Instructions to follow —
What is needed is an exact copy of every entry below.
[Supplied data]
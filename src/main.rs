// src/main.rs
mod annotation;
mod api;
mod app_config;
mod components;
mod grading_data;
mod presets;
mod utils;

use api::GraderApi;
use app_config::AppConfig;
use components::grader_form::{FormEvent, GraderForm};
use components::results_panel::ResultsPanel;
use grading_data::AnalysisResult;
use std::rc::Rc;
use wasm_bindgen_futures::spawn_local;
use yew::prelude::*;

pub enum AppMsg {
    ConfigLoaded(AppConfig),
    Form(FormEvent),
    AnalysisFinished(Result<AnalysisResult, String>),
}

pub struct App {
    config: Option<AppConfig>,
    analyzing: bool,
    analyze_error: Option<String>,
    result: Option<Rc<AnalysisResult>>,
    // bumped whenever the results panel must be re-rendered from scratch
    result_generation: u64,
}

impl Component for App {
    type Message = AppMsg;
    type Properties = ();

    fn create(ctx: &Context<Self>) -> Self {
        let link = ctx.link().clone();
        spawn_local(async move {
            let config = app_config::load_config().await;
            link.send_message(AppMsg::ConfigLoaded(config));
        });

        Self {
            config: None,
            analyzing: false,
            analyze_error: None,
            result: None,
            result_generation: 0,
        }
    }

    fn update(&mut self, ctx: &Context<Self>, msg: Self::Message) -> bool {
        match msg {
            AppMsg::ConfigLoaded(config) => {
                self.config = Some(config);
                true
            }
            AppMsg::Form(FormEvent::Invalid(message)) => {
                self.analyze_error = Some(message);
                true
            }
            AppMsg::Form(FormEvent::Submit(request, file)) => {
                let Some(config) = self.config.clone() else {
                    return false;
                };
                self.analyzing = true;
                self.analyze_error = None;
                self.result = None;
                self.result_generation += 1;

                let api = GraderApi::new(config);
                ctx.link().send_future(async move {
                    let result = api.analyze(&request, file.as_ref()).await;
                    AppMsg::AnalysisFinished(result)
                });
                true
            }
            AppMsg::AnalysisFinished(res) => {
                self.analyzing = false;
                match res {
                    Ok(result) => {
                        self.result = Some(Rc::new(result));
                        self.result_generation += 1;
                    }
                    Err(e) => {
                        log::error!("Analysis Error: {}", e);
                        self.analyze_error = Some(format!("Error: {}", e));
                    }
                }
                true
            }
        }
    }

    fn view(&self, ctx: &Context<Self>) -> Html {
        let Some(config) = self.config.clone() else {
            return html! {
                <div class="container app-container">
                    <header class="app-header">
                        <h1>{"English Paper Grader"}</h1>
                    </header>
                    <main class="app-main">
                        <div class="loading">{"Loading..."}</div>
                    </main>
                </div>
            };
        };

        let on_form = ctx.link().callback(AppMsg::Form);

        html! {
            <div class="container app-container">
                <header class="app-header">
                    <h1>{"English Paper Grader"}</h1>
                </header>

                <main class="app-main">
                    <GraderForm
                        config={config.clone()}
                        busy={self.analyzing}
                        on_event={on_form}
                    />

                    <div class="analyze-status">
                        if self.analyzing {
                            <span id="spinner" class="spinner-border spinner-border-sm" role="status"></span>
                        }
                        <div id="analyze-error" class="text-danger mt-2">
                            { self.analyze_error.clone().unwrap_or_default() }
                        </div>
                    </div>

                    <ResultsPanel
                        config={config}
                        result={self.result.clone()}
                        generation={self.result_generation}
                    />
                </main>
            </div>
        }
    }
}

fn main() {
    wasm_logger::init(wasm_logger::Config::default());
    yew::Renderer::<App>::new().render();
}
// src/annotation/placement.rs

/// Gap kept between the popup and the viewport edges, and between the popup
/// and the cursor when it sits above it.
pub const POPUP_MARGIN: f64 = 5.0;
/// Distance below the cursor when the popup has to flip downwards.
pub const BELOW_CURSOR_OFFSET: f64 = 15.0;

#[derive(Debug, Clone, Copy, PartialEq)]
pub struct Point {
    pub x: f64,
    pub y: f64,
}

#[derive(Debug, Clone, Copy, PartialEq)]
pub struct Size {
    pub width: f64,
    pub height: f64,
}

/// Visible window in page coordinates.
#[derive(Debug, Clone, Copy, PartialEq)]
pub struct Viewport {
    pub scroll_x: f64,
    pub scroll_y: f64,
    pub width: f64,
    pub height: f64,
}

impl Viewport {
    pub fn right(&self) -> f64 {
        self.scroll_x + self.width
    }

    pub fn bottom(&self) -> f64 {
        self.scroll_y + self.height
    }
}

/// Top-left corner of the popup in page coordinates.
#[derive(Debug, Clone, Copy, PartialEq)]
pub struct Placement {
    pub left: f64,
    pub top: f64,
}

impl Placement {
    pub fn to_style(&self) -> String {
        format!("left: {}px; top: {}px;", self.left, self.top)
    }
}

/// Place the popup above-right of the cursor, flipping below it when the top
/// edge would clip, then clamp into the scrolled viewport.
///
/// When the popup is larger than the viewport the top-left margin wins.
pub fn place_popup(cursor: Point, popup: Size, viewport: Viewport) -> Placement {
    let mut top = cursor.y - popup.height - POPUP_MARGIN;
    let mut left = cursor.x + POPUP_MARGIN;

    if top < viewport.scroll_y {
        top = cursor.y + BELOW_CURSOR_OFFSET;
    }

    if left + popup.width > viewport.right() {
        left = viewport.right() - popup.width - POPUP_MARGIN;
    }
    if left < viewport.scroll_x {
        left = viewport.scroll_x + POPUP_MARGIN;
    }

    if top + popup.height > viewport.bottom() {
        top = viewport.bottom() - popup.height - POPUP_MARGIN;
    }
    if top < viewport.scroll_y {
        top = viewport.scroll_y + POPUP_MARGIN;
    }

    Placement { left, top }
}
[/Supplied data]
Result —
filename src/main.rs
// src/main.rs
mod annotation;
mod api;
mod app_config;
mod components;
mod grading_data;
mod presets;
mod utils;

use api::GraderApi;
use app_config::AppConfig;
use components::grader_form::{FormEvent, GraderForm};
use components::results_panel::ResultsPanel;
use grading_data::AnalysisResult;
use std::rc::Rc;
use wasm_bindgen_futures::spawn_local;
use yew::prelude::*;

pub enum AppMsg {
    ConfigLoaded(AppConfig),
    Form(FormEvent),
    AnalysisFinished(Result<AnalysisResult, String>),
}

pub struct App {
    config: Option<AppConfig>,
    analyzing: bool,
    analyze_error: Option<String>,
    result: Option<Rc<AnalysisResult>>,
    // bumped whenever the results panel must be re-rendered from scratch
    result_generation: u64,
}

impl Component for App {
    type Message = AppMsg;
    type Properties = ();

    fn create(ctx: &Context<Self>) -> Self {
        let link = ctx.link().clone();
        spawn_local(async move {
            let config = app_config::load_config().await;
            link.send_message(AppMsg::ConfigLoaded(config));
        });

        Self {
            config: None,
            analyzing: false,
            analyze_error: None,
            result: None,
            result_generation: 0,
        }
    }

    fn update(&mut self, ctx: &Context<Self>, msg: Self::Message) -> bool {
        match msg {
            AppMsg::ConfigLoaded(config) => {
                self.config = Some(config);
                true
            }
            AppMsg::Form(FormEvent::Invalid(message)) => {
                self.analyze_error = Some(message);
                true
            }
            AppMsg::Form(FormEvent::Submit(request, file)) => {
                let Some(config) = self.config.clone() else {
                    return false;
                };
                self.analyzing = true;
                self.analyze_error = None;
                self.result = None;
                self.result_generation += 1;

                let api = GraderApi::new(config);
                ctx.link().send_future(async move {
                    let result = api.analyze(&request, file.as_ref()).await;
                    AppMsg::AnalysisFinished(result)
                });
                true
            }
            AppMsg::AnalysisFinished(res) => {
                self.analyzing = false;
                match res {
                    Ok(result) => {
                        self.result = Some(Rc::new(result));
                        self.result_generation += 1;
                    }
                    Err(e) => {
                        log::error!("Analysis Error: {}", e);
                        self.analyze_error = Some(format!("Error: {}", e));
                    }
                }
                true
            }
        }
    }

    fn view(&self, ctx: &Context<Self>) -> Html {
        let Some(config) = self.config.clone() else {
            return html! {
                <div class="container app-container">
                    <header class="app-header">
                        <h1>{"English Paper Grader"}</h1>
                    </header>
                    <main class="app-main">
                        <div class="loading">{"Loading..."}</div>
                    </main>
                </div>
            };
        };

        let on_form = ctx.link().callback(AppMsg::Form);

        html! {
            <div class="container app-container">
                <header class="app-header">
                    <h1>{"English Paper Grader"}</h1>
                </header>

                <main class="app-main">
                    <GraderForm
                        config={config.clone()}
                        busy={self.analyzing}
                        on_event={on_form}
                    />

                    <div class="analyze-status">
                        if self.analyzing {
                            <span id="spinner" class="spinner-border spinner-border-sm" role="status"></span>
                        }
                        <div id="analyze-error" class="text-danger mt-2">
                            { self.analyze_error.clone().unwrap_or_default() }
                        </div>
                    </div>

                    <ResultsPanel
                        config={config}
                        result={self.result.clone()}
                        generation={self.result_generation}
                    />
                </main>
            </div>
        }
    }
}

fn main() {
    wasm_logger::init(wasm_logger::Config::default());
    yew::Renderer::<App>::new().render();
}
// src/annotation/placement.rs

/// Gap kept between the popup and the viewport edges, and between the popup
/// and the cursor when it sits above it.
pub const POPUP_MARGIN: f64 = 5.0;
/// Distance below the cursor when the popup has to flip downwards.
pub const BELOW_CURSOR_OFFSET: f64 = 15.0;

#[derive(Debug, Clone, Copy, PartialEq)]
pub struct Point {
    pub x: f64,
    pub y: f64,
}

#[derive(Debug, Clone, Copy, PartialEq)]
pub struct Size {
    pub width: f64,
    pub height: f64,
}

/// Visible window in page coordinates.
#[derive(Debug, Clone, Copy, PartialEq)]
pub struct Viewport {
    pub scroll_x: f64,
    pub scroll_y: f64,
    pub width: f64,
    pub height: f64,
}

impl Viewport {
    pub fn right(&self) -> f64 {
        self.scroll_x + self.width
    }

    pub fn bottom(&self) -> f64 {
        self.scroll_y + self.height
    }
}

/// Top-left corner of the popup in page coordinates.
#[derive(Debug, Clone, Copy, PartialEq)]
pub struct Placement {
    pub left: f64,
    pub top: f64,
}

impl Placement {
    pub fn to_style(&self) -> String {
        format!("left: {}px; top: {}px;", self.left, self.top)
    }
}

/// Place the popup above-right of the cursor, flipping below it when the top
/// edge would clip, then clamp into the scrolled viewport.
///
/// When the popup is larger than the viewport the top-left margin wins.
pub fn place_popup(cursor: Point, popup: Size, viewport: Viewport) -> Placement {
    let mut top = cursor.y - popup.height - POPUP_MARGIN;
    let mut left = cursor.x + POPUP_MARGIN;

    if top < viewport.scroll_y {
        top = cursor.y + BELOW_CURSOR_OFFSET;
    }

    if left + popup.width > viewport.right() {
        left = viewport.right() - popup.width - POPUP_MARGIN;
    }
    if left < viewport.scroll_x {
        left = viewport.scroll_x + POPUP_MARGIN;
    }

    if top + popup.height > viewport.bottom() {
        top = viewport.bottom() - popup.height - POPUP_MARGIN;
    }
    if top < viewport.scroll_y {
        top = viewport.scroll_y + POPUP_MARGIN;
    }

    Placement { left, top }
}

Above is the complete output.